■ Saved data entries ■
· · ·

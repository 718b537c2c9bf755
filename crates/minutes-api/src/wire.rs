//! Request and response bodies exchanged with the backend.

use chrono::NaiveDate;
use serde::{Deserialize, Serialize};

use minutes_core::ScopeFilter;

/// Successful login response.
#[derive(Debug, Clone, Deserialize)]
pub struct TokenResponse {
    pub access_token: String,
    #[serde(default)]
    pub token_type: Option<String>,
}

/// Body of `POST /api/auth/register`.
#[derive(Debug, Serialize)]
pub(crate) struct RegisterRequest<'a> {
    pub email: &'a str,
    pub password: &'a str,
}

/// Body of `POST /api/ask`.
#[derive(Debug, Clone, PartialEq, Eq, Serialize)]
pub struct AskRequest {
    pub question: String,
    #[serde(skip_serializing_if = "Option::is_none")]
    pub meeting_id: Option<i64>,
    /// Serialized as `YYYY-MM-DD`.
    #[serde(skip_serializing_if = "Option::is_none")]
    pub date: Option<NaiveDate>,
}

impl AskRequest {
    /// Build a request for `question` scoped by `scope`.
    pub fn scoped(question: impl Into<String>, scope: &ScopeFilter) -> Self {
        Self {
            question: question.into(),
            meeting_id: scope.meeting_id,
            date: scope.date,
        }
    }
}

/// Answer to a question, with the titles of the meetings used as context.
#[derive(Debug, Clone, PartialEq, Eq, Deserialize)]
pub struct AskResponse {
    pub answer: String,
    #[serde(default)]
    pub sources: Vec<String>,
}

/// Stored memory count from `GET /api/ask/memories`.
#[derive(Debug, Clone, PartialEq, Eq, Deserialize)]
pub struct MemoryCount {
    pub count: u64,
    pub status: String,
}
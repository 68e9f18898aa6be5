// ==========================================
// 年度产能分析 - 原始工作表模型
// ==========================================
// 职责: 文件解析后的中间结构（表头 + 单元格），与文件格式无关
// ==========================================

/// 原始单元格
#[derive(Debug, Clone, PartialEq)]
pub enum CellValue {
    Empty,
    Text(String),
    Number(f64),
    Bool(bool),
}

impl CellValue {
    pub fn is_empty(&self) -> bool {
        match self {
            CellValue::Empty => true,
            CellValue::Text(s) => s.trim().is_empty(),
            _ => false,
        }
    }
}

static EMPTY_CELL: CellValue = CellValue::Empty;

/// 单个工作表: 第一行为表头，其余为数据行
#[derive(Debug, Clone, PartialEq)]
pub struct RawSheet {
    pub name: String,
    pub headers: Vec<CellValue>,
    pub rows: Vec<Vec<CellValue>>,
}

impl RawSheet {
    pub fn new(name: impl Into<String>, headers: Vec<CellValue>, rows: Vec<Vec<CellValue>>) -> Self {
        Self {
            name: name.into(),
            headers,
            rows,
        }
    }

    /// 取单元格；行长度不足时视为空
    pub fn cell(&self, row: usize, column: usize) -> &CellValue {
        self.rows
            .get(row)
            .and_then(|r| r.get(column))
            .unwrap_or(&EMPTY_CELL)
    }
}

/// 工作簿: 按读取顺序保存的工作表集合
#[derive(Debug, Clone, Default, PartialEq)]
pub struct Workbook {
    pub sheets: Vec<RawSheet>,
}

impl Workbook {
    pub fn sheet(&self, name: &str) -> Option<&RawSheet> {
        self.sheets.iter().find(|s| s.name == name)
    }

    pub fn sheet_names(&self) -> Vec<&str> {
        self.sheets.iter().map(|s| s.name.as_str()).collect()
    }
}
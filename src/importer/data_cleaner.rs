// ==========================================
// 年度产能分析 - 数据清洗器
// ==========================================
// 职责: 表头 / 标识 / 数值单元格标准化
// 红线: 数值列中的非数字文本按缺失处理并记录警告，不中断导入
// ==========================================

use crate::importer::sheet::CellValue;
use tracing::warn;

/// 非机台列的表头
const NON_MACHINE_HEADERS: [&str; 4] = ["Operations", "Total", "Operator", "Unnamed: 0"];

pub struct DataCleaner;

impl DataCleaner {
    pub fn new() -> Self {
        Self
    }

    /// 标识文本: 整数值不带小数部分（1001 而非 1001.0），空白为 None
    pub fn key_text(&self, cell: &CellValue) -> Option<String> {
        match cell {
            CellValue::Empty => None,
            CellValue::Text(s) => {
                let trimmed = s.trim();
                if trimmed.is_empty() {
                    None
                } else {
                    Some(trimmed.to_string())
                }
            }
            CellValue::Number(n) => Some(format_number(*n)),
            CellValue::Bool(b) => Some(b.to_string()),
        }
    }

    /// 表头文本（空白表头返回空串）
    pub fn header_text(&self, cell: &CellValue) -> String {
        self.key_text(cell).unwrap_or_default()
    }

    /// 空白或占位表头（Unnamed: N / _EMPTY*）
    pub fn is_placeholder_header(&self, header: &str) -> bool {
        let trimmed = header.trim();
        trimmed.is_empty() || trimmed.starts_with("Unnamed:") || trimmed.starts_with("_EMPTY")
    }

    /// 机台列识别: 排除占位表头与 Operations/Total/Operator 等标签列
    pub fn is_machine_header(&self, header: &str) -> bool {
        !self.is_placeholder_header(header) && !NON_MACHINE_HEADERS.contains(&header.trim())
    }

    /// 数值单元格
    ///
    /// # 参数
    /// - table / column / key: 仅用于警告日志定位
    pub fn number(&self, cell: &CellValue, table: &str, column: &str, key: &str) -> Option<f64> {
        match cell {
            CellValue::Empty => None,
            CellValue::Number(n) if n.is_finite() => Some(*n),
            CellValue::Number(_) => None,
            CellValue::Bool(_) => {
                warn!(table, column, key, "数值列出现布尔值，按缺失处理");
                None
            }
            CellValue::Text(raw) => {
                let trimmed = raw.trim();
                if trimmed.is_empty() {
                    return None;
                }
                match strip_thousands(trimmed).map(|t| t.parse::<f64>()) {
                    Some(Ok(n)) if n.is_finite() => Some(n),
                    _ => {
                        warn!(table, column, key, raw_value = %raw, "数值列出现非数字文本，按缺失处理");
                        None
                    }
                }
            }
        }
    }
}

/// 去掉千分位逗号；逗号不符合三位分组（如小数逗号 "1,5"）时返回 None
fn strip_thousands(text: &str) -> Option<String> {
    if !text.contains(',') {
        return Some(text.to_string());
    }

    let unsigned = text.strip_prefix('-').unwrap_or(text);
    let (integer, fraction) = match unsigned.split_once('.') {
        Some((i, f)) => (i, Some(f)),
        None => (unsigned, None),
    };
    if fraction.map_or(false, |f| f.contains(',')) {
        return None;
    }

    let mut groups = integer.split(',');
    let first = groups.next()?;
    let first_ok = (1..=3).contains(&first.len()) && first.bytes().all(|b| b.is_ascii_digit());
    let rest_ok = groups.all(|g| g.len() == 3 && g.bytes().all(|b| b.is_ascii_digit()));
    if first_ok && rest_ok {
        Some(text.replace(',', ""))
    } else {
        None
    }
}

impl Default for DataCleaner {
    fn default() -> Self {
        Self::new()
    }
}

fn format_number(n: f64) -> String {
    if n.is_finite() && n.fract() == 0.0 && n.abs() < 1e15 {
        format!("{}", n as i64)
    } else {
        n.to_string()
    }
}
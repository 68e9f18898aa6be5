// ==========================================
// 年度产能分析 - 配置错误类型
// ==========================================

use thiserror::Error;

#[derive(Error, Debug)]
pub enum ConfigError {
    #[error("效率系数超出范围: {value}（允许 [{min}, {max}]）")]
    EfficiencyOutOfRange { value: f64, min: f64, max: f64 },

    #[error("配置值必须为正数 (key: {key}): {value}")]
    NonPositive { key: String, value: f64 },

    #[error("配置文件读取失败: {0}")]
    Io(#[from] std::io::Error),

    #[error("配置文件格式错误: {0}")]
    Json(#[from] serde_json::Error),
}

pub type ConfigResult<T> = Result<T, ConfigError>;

· · ·

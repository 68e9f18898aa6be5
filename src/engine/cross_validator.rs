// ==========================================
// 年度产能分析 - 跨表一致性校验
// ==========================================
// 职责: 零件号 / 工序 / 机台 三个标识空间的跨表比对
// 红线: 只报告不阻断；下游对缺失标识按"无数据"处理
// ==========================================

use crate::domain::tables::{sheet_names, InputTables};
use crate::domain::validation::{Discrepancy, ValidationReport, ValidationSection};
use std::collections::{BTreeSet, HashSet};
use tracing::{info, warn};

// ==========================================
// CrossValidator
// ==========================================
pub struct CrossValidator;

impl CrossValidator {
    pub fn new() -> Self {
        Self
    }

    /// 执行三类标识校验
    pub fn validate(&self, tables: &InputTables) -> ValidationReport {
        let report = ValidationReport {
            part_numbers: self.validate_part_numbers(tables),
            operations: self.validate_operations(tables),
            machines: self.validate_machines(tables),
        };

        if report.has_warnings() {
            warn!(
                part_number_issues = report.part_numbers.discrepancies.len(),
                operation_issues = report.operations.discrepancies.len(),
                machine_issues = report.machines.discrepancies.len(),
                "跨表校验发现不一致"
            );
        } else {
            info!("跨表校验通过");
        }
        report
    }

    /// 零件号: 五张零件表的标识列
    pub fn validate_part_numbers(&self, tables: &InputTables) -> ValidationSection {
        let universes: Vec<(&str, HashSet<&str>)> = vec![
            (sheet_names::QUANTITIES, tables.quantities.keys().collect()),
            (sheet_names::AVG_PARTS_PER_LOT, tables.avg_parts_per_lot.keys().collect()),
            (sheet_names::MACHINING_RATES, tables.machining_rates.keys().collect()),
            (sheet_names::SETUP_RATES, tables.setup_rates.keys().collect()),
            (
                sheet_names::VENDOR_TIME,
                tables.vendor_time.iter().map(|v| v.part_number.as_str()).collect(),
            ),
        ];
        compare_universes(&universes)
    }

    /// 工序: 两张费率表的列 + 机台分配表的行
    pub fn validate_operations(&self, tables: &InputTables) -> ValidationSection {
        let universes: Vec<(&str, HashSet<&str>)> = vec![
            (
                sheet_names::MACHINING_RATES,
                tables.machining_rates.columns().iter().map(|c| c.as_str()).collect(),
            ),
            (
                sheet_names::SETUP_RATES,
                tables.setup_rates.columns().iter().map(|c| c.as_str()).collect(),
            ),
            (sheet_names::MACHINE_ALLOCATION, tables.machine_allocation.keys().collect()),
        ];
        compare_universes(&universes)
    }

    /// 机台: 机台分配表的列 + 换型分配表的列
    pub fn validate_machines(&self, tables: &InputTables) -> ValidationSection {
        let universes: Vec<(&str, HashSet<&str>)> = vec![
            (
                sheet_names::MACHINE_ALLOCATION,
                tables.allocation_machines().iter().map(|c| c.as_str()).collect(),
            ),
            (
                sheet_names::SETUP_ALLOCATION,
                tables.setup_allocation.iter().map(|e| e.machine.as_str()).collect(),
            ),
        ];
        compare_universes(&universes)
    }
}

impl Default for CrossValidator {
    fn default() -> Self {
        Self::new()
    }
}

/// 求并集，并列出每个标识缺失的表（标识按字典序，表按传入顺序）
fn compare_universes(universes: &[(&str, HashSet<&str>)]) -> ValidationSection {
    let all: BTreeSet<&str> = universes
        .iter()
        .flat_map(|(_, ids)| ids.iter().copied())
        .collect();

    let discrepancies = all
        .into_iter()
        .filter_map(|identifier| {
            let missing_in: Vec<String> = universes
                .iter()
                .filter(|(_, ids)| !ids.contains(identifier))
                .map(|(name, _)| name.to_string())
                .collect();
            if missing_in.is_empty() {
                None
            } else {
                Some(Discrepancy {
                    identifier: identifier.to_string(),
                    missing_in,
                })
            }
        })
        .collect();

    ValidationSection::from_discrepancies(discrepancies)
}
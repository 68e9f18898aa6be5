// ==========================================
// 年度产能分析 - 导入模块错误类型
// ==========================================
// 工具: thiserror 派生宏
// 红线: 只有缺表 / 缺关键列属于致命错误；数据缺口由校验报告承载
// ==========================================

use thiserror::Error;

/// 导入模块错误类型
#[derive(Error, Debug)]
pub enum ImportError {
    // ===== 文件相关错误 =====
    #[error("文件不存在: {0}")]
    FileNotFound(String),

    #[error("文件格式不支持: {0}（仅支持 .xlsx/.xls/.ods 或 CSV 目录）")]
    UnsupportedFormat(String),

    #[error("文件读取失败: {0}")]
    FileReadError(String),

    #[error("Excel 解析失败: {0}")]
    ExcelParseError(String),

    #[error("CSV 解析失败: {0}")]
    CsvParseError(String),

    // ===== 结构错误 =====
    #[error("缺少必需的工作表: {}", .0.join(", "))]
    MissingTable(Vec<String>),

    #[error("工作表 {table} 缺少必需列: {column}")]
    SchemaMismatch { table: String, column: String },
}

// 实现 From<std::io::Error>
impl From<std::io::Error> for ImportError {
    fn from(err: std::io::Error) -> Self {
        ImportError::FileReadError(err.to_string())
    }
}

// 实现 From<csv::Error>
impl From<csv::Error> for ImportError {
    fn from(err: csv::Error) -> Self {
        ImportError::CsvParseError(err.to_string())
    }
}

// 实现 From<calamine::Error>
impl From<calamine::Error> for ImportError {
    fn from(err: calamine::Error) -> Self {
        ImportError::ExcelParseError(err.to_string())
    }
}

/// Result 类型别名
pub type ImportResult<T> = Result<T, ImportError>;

· · ·

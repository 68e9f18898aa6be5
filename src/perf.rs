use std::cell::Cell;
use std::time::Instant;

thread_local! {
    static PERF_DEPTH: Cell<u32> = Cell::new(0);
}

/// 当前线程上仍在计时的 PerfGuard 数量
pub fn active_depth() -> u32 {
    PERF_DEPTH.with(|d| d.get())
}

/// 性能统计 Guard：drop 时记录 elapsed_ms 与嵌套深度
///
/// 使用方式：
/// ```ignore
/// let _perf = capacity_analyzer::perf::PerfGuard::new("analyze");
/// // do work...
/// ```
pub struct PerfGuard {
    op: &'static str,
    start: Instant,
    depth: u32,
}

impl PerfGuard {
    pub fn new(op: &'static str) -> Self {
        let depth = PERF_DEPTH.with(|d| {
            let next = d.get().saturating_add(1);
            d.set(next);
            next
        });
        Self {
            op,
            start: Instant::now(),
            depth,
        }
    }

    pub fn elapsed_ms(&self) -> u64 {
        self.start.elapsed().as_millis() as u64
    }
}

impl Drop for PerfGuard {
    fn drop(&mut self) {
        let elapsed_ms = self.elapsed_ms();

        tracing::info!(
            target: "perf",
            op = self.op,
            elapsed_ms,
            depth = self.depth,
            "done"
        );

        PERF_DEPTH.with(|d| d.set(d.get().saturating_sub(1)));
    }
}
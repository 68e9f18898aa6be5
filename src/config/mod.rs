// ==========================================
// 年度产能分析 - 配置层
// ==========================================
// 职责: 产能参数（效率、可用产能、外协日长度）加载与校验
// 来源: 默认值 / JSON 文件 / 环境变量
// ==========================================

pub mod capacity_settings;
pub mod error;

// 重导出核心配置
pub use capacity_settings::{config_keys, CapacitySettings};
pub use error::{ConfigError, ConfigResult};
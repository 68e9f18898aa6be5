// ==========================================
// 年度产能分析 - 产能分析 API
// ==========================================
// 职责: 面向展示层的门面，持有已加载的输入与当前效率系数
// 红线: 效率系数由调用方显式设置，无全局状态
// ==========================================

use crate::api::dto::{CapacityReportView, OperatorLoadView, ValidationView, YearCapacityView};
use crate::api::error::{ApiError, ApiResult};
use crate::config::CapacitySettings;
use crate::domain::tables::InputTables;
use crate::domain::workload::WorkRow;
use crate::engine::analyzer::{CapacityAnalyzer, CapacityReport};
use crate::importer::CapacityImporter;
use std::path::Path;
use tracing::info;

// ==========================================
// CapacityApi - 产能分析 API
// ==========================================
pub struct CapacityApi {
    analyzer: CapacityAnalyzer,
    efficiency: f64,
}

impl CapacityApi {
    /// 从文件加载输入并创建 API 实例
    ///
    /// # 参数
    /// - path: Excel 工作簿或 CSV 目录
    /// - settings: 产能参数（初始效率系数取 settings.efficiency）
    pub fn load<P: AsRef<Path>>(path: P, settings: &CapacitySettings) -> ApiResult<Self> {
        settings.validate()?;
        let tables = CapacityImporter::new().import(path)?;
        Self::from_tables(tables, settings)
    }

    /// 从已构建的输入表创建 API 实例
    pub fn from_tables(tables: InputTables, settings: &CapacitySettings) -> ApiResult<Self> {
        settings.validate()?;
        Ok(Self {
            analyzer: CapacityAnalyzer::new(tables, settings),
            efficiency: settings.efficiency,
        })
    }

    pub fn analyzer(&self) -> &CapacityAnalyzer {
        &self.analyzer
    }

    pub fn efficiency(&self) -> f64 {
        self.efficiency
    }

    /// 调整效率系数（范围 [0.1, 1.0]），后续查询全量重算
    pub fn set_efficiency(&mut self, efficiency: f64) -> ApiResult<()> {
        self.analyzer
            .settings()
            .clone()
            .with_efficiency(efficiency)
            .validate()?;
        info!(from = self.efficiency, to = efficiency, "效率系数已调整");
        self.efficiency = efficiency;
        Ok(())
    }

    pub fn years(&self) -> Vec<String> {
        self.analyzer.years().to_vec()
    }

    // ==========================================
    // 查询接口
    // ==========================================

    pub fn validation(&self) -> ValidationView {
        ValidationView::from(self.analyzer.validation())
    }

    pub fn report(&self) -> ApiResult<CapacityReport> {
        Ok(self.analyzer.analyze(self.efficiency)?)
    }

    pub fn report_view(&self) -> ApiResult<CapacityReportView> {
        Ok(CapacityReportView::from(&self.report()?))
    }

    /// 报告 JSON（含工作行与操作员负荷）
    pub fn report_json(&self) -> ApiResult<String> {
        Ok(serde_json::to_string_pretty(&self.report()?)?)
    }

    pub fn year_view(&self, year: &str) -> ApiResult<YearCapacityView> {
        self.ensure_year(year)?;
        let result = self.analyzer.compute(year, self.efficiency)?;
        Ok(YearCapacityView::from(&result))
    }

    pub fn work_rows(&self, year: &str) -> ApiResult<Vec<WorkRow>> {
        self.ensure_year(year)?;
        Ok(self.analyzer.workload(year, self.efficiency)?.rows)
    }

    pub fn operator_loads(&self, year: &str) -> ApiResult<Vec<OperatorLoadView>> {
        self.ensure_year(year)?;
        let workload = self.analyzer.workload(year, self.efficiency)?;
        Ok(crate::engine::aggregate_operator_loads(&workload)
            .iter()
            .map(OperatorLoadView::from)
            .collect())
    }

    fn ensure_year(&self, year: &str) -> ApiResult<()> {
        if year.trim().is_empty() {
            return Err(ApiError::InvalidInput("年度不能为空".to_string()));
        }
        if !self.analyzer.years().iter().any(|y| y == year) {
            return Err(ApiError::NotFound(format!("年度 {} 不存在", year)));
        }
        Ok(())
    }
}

· · ·

■ TASK REQUIREMENTS ■
From the line that has "impl From<std::io::Error> for" through the line that has "pub type ImportResult<T>", copy every line exactly as it appears above, and leave out all others.

■ OUTPUT FOR THIS EXERCISE ■
impl From<std::io::Error> for ImportError {
    fn from(err: std::io::Error) -> Self {
        ImportError::FileReadError(err.to_string())
    }
}

// 实现 From<csv::Error>
impl From<csv::Error> for ImportError {
    fn from(err: csv::Error) -> Self {
        ImportError::CsvParseError(err.to_string())
    }
}

// 实现 From<calamine::Error>
impl From<calamine::Error> for ImportError {
    fn from(err: calamine::Error) -> Self {
        ImportError::ExcelParseError(err.to_string())
    }
}

/// Result 类型别名
pub type ImportResult<T> = Result<T, ImportError>;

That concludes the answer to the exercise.